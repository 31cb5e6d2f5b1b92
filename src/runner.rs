//! Batch sweep orchestration.
//!
//! Devices run strictly one at a time, in inventory order. A failed
//! session never stops the sweep: its error is classified, diagnosed
//! with an ICMP probe, written to the session log, and stamped onto the
//! transcript's filename, then the next device starts.

use std::fs;
use std::path::{Path, PathBuf};
use std::time::Duration;

use log::info;

use crate::artifacts::{SessionArtifacts, SessionLog, Transcript, jst_timestamp};
use crate::commands::read_commands;
use crate::driver::{Driver, DriverBuilder, Response};
use crate::error::{ArtifactError, Error, FailureKind, Result};
use crate::inventory::{DeviceRecord, read_inventory};
use crate::probe::{self, PingOutcome};

/// Per-session tunables shared by every device in a sweep.
#[derive(Debug, Clone)]
pub struct RunOptions {
    /// Platform for every device; None autodetects per device.
    pub platform: Option<String>,

    /// How long one prompt wait may take.
    pub read_timeout: Duration,

    /// How long connection establishment may take.
    pub connect_timeout: Duration,
}

impl Default for RunOptions {
    fn default() -> Self {
        Self {
            platform: None,
            read_timeout: Duration::from_secs(60),
            connect_timeout: Duration::from_secs(30),
        }
    }
}

/// Everything one sweep needs: input paths, artifact root, tunables.
#[derive(Debug, Clone)]
pub struct RunSettings {
    pub inventory: PathBuf,
    pub commands: PathBuf,
    pub log_root: PathBuf,
    pub options: RunOptions,
}

/// One run's artifact directory, named by its start time.
#[derive(Debug)]
pub struct RunContext {
    pub timestamp: String,
    pub log_dir: PathBuf,
}

impl RunContext {
    /// Create `log-<stamp>` under the given root.
    ///
    /// Reruns within the same second share the directory; creation is
    /// idempotent.
    pub fn create(root: &Path) -> Result<Self> {
        let timestamp = jst_timestamp();
        let log_dir = root.join(format!("log-{timestamp}"));

        fs::create_dir_all(&log_dir).map_err(|source| ArtifactError::Create {
            path: log_dir.clone(),
            source,
        })?;

        Ok(Self { timestamp, log_dir })
    }
}

/// Why a session failed, carrying the classified kind for tagging.
#[derive(Debug)]
pub struct SessionFailure {
    pub kind: FailureKind,
    pub error: Error,
}

/// Outcome of one device's session.
#[derive(Debug)]
pub struct DeviceReport {
    pub host: String,
    pub outcome: std::result::Result<Vec<Response>, SessionFailure>,
}

/// Run a full sweep from settings: read inputs, create the run
/// directory, and visit every device.
///
/// Input readers fail hard before any artifact is created; per-device
/// errors are captured in the reports instead.
pub async fn run(settings: RunSettings) -> Result<Vec<DeviceReport>> {
    let devices = read_inventory(&settings.inventory)?;
    let commands = read_commands(&settings.commands)?;
    let ctx = RunContext::create(&settings.log_root)?;

    info!(
        "sweep started: {} devices, {} commands, artifacts in {}",
        devices.len(),
        commands.len(),
        ctx.log_dir.display()
    );

    let options = settings.options;
    let reports = run_devices(&ctx, devices, &commands, move |record, transcript| {
        let mut builder = DriverBuilder::new(record.host)
            .username(record.username)
            .password(record.password)
            .read_timeout(options.read_timeout)
            .connect_timeout(options.connect_timeout)
            .transcript(transcript);

        if let Some(secret) = record.secret {
            builder = builder.secret(secret);
        }
        if let Some(platform) = &options.platform {
            builder = builder.platform(platform.clone());
        }

        builder.build()
    })
    .await?;

    let failed = reports.iter().filter(|r| r.outcome.is_err()).count();
    info!("sweep finished: {} devices, {} failed", reports.len(), failed);

    Ok(reports)
}

/// Visit every device in order, building each session's driver through
/// `connect`.
///
/// The factory seam keeps the sweep logic testable against scripted
/// sessions; the transcript handed in must be the one the driver writes,
/// so failure tagging renames a file that actually has the output.
pub async fn run_devices<D, F>(
    ctx: &RunContext,
    devices: Vec<DeviceRecord>,
    commands: &[String],
    mut connect: F,
) -> Result<Vec<DeviceReport>>
where
    D: Driver,
    F: FnMut(DeviceRecord, Transcript) -> D,
{
    let mut reports = Vec::with_capacity(devices.len());

    for record in devices {
        let host = record.host.clone();
        let artifacts = SessionArtifacts::for_host(&ctx.log_dir, &host);
        let mut log = SessionLog::create(&artifacts.log_path(), &host)?;
        let transcript = Transcript::create(&artifacts.transcript_path())?;

        let mut driver = connect(record, transcript);
        let outcome = run_session(&mut driver, commands, &host, &mut log).await;

        // A close error after a finished session is only noise.
        if let Err(err) = driver.close().await {
            log.warn("close", &err.to_string());
        }
        drop(driver);

        let outcome = match outcome {
            Ok(responses) => {
                log.info("session", &format!("SuccessfullyDone: {host}"));
                Ok(responses)
            }
            Err(error) => {
                let kind = FailureKind::classify(&error);
                log.error("session", &error.to_string());
                diagnose(&host, &mut log).await;
                log.error("session", &format!("{}: {host}", kind.tag()));
                artifacts.rename_failed(kind.tag())?;
                Err(SessionFailure { kind, error })
            }
        };

        reports.push(DeviceReport { host, outcome });
    }

    Ok(reports)
}

/// One device session: open, escalate once, then run every command.
///
/// A rejected command (platform failure pattern in its output) is a
/// warning and the session continues; only errors abort the remaining
/// commands.
async fn run_session<D: Driver>(
    driver: &mut D,
    commands: &[String],
    host: &str,
    log: &mut SessionLog,
) -> Result<Vec<Response>> {
    log.info("connect", &format!("Connecting: {host}"));
    driver.open().await?;
    log.info(
        "connect",
        &format!(
            "Connected: {host} ({})",
            driver.platform_name().unwrap_or("unknown")
        ),
    );

    driver.enable().await?;

    let mut responses = Vec::with_capacity(commands.len());
    for command in commands {
        log.info("command", &format!("SendCommand: {command}"));
        let response = driver.send_command(command).await?;

        println!("{} {} @{} {}", "=".repeat(30), command, host, "=".repeat(30));
        println!("{response}");
        println!("{}\n", "=".repeat(80));

        if let Some(failure) = &response.failure_message {
            log.warn("command", &format!("CommandFailed: {command} ({failure})"));
        }

        responses.push(response);
    }

    Ok(responses)
}

/// Probe a failed host and log what the network itself says.
async fn diagnose(host: &str, log: &mut SessionLog) {
    let outcome = probe::ping_check(host).await;
    record_probe(log, host, outcome);
}

/// Write a probe outcome to the session log.
///
/// A reply is informational; every failing outcome is an error, the
/// same severity as the session failure it annotates.
fn record_probe(log: &mut SessionLog, host: &str, outcome: PingOutcome) {
    match outcome {
        PingOutcome::Success => {
            log.info("probe", &format!("PingSuccess: {host}"));
        }
        PingOutcome::PermissionDenied => {
            log.error(
                "probe",
                &format!("PermissionError: icmp probe for {host} needs root permission"),
            );
        }
        outcome => {
            log.error("probe", &format!("{}: {host}", outcome.label()));
        }
    }
}
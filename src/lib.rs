//! # Netsweep
//!
//! Batch SSH command sweeps across network device fleets.
//!
//! Netsweep reads a CSV inventory and a command list, then visits every
//! device in order: connect, identify the platform (named or
//! autodetected against the live device), escalate once, run every
//! command, and leave a transcript plus a session log per device in a
//! timestamped run directory. Failures are classified, diagnosed with an
//! ICMP probe, and stamped onto the transcript filename.
//!
//! ## Quick Start
//!
//! ```rust,no_run
//! use netsweep::driver::{Driver, DriverBuilder};
//!
//! #[tokio::main]
//! async fn main() -> Result<(), netsweep::Error> {
//!     let mut driver = DriverBuilder::new("192.168.1.1")
//!         .username("admin")
//!         .password("secret".to_string().into())
//!         .platform("cisco_ios")
//!         .build();
//!
//!     driver.open().await?;
//!     driver.enable().await?;
//!
//!     let response = driver.send_command("show version").await?;
//!     println!("{}", response.output);
//!
//!     driver.close().await?;
//!     Ok(())
//! }
//! ```
//!
//! Whole sweeps go through [`runner::run`] with a [`runner::RunSettings`].

pub mod artifacts;
pub mod channel;
pub mod cli;
pub mod commands;
pub mod driver;
pub mod error;
pub mod inventory;
pub mod platform;
pub mod probe;
pub mod runner;
pub mod transport;

// Re-export main types for convenience
pub use driver::{Driver, DriverBuilder, NetworkDriver, Response};
pub use error::{Error, FailureKind, Result};
pub use inventory::DeviceRecord;
pub use platform::{PlatformDefinition, PrivilegeLevel};
pub use runner::{DeviceReport, RunOptions, RunSettings, SessionFailure};
pub use transport::SshConfig;
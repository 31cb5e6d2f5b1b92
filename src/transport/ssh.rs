//! SSH transport implementation using russh.
//!
//! One transport owns one authenticated session and one interactive PTY
//! shell channel. Reads come back as raw chunks; prompt detection happens
//! a layer up so the transport stays a dumb pipe.

use std::sync::Arc;

use log::debug;
use russh::client::{self, Handle, Msg};
use russh::keys::PublicKey;
use russh::{Channel, ChannelMsg, Disconnect};

use super::config::SshConfig;
use crate::error::{Result, TransportError};

/// SSH transport wrapping a russh client session and its shell channel.
pub struct SshTransport {
    /// The russh session handle.
    session: Handle<SshHandler>,

    /// Interactive shell channel opened at connect time.
    channel: Channel<Msg>,
}

impl SshTransport {
    /// Connect, authenticate with the configured password, and open the
    /// interactive shell channel.
    pub async fn connect(config: SshConfig) -> Result<Self> {
        let ssh_config = Arc::new(client::Config {
            inactivity_timeout: None,
            ..Default::default()
        });

        let handler = SshHandler {
            host: config.host.clone(),
        };

        // Connect to the server
        let mut session = tokio::time::timeout(
            config.connect_timeout,
            client::connect(ssh_config, (config.host.as_str(), config.port), handler),
        )
        .await
        .map_err(|_| TransportError::ConnectTimeout {
            host: config.host.clone(),
            port: config.port,
            timeout: config.connect_timeout,
        })?
        .map_err(TransportError::Ssh)?;

        // Authenticate
        Self::authenticate(&mut session, &config).await?;

        // Open the PTY shell channel the whole session runs over
        let channel = Self::open_shell(&session, &config).await?;

        debug!("connected to {}", config.socket_addr());

        Ok(Self { session, channel })
    }

    /// Authenticate with the server using the configured password.
    async fn authenticate(session: &mut Handle<SshHandler>, config: &SshConfig) -> Result<()> {
        use secrecy::ExposeSecret;

        let success = session
            .authenticate_password(&config.username, config.password.expose_secret())
            .await
            .map_err(TransportError::Ssh)?
            .success();

        if !success {
            return Err(TransportError::AuthenticationFailed {
                user: config.username.clone(),
            }
            .into());
        }

        Ok(())
    }

    /// Open a PTY channel and request a shell on it.
    async fn open_shell(
        session: &Handle<SshHandler>,
        config: &SshConfig,
    ) -> Result<Channel<Msg>> {
        let channel = session
            .channel_open_session()
            .await
            .map_err(TransportError::Ssh)?;

        channel
            .request_pty(
                true,
                "xterm",
                config.terminal_width,
                config.terminal_height,
                0,
                0,
                &[],
            )
            .await
            .map_err(TransportError::Ssh)?;

        channel
            .request_shell(true)
            .await
            .map_err(TransportError::Ssh)?;

        Ok(channel)
    }

    /// Send a line to the remote shell, appending the newline the PTY expects.
    pub async fn send_line(&mut self, line: &str) -> Result<()> {
        let payload = format!("{line}\n");
        self.channel
            .data(payload.as_bytes())
            .await
            .map_err(TransportError::Ssh)?;
        Ok(())
    }

    /// Wait for the next chunk of shell output.
    ///
    /// Returns `TransportError::Disconnected` once the channel reports EOF
    /// or closes; window-adjust and other control messages are skipped.
    pub async fn read_chunk(&mut self) -> Result<Vec<u8>> {
        loop {
            match self.channel.wait().await {
                Some(ChannelMsg::Data { ref data }) => return Ok(data.to_vec()),
                Some(ChannelMsg::ExtendedData { ref data, .. }) => return Ok(data.to_vec()),
                Some(ChannelMsg::Eof) | Some(ChannelMsg::Close) => {
                    return Err(TransportError::Disconnected.into());
                }
                Some(_) => continue,
                None => return Err(TransportError::Disconnected.into()),
            }
        }
    }

    /// Close the connection.
    pub async fn close(self) -> Result<()> {
        self.session
            .disconnect(Disconnect::ByApplication, "", "en")
            .await
            .map_err(TransportError::Ssh)?;
        Ok(())
    }
}

/// SSH client handler for russh.
///
/// Host keys are accepted unconditionally: inventory-driven sweeps hit
/// devices whose keys are rotated, cloned, and re-imaged too often for a
/// known_hosts policy to be useful, and the tool never persists anything
/// about the peer.
struct SshHandler {
    host: String,
}

impl client::Handler for SshHandler {
    type Error = russh::Error;

    async fn check_server_key(
        &mut self,
        _server_public_key: &PublicKey,
    ) -> std::result::Result<bool, Self::Error> {
        debug!("accepting host key for {} without verification", self.host);
        Ok(true)
    }
}
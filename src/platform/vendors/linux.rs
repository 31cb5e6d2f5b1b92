//! Linux platform definition.
//!
//! The simplest platform: `$` for a user shell, `#` for root. Useful for
//! jump hosts and the Linux-based NOS shells that sneak into inventories.

use crate::platform::{PlatformDefinition, PrivilegeLevel};

/// Create the Linux platform definition.
pub fn platform() -> PlatformDefinition {
    let user = PrivilegeLevel::new("user", r"[$]\s*$").unwrap();

    let root = PrivilegeLevel::new("root", r"[#]\s*$")
        .unwrap()
        .with_parent("user")
        .with_escalate("sudo -i")
        .with_auth(r"[Pp]assword[:\s]*$")
        .unwrap();

    PlatformDefinition::new("linux")
        .with_privilege(user)
        .with_privilege(root)
        .with_privileged_level("root")
        .with_failure_pattern("command not found")
        .with_failure_pattern("No such file or directory")
        .with_failure_pattern("Permission denied")
        .with_failure_pattern("Operation not permitted")
}

#[cfg(test)]
mod tests {
    use super::*;

    #[test]
    fn test_linux_platform() {
        let platform = platform();
        assert_eq!(platform.name, "linux");
        assert_eq!(platform.privilege_levels.len(), 2);
        assert_eq!(platform.privileged_level, "root");
    }

    #[test]
    fn test_user_prompt_match() {
        let platform = platform();
        let user = platform.privilege_levels.get("user").unwrap();

        assert!(user.matches("ops@bastion:~$ "));
        assert!(user.matches("$ "));

        assert!(!user.matches("root@bastion:~# "));
    }

    #[test]
    fn test_root_prompt_match() {
        let platform = platform();
        let root = platform.privilege_levels.get("root").unwrap();

        assert!(root.matches("root@bastion:~# "));
        assert!(root.matches("# "));

        assert!(!root.matches("ops@bastion:~$ "));
    }

    #[test]
    fn test_sudo_escalation() {
        let platform = platform();
        let root = platform.privilege_levels.get("root").unwrap();

        assert_eq!(root.escalate_command.as_deref(), Some("sudo -i"));
        let auth = root.escalate_prompt.as_ref().unwrap();
        assert!(auth.is_match(b"[sudo] password for ops: "));
        assert!(auth.is_match(b"Password:"));
    }
}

> DIRECTIONS:
Find the lines in the entries above where "enable" occurs, and copy each of them.

> FINAL ANSWER:
    driver.enable().await?;
//!     driver.enable().await?;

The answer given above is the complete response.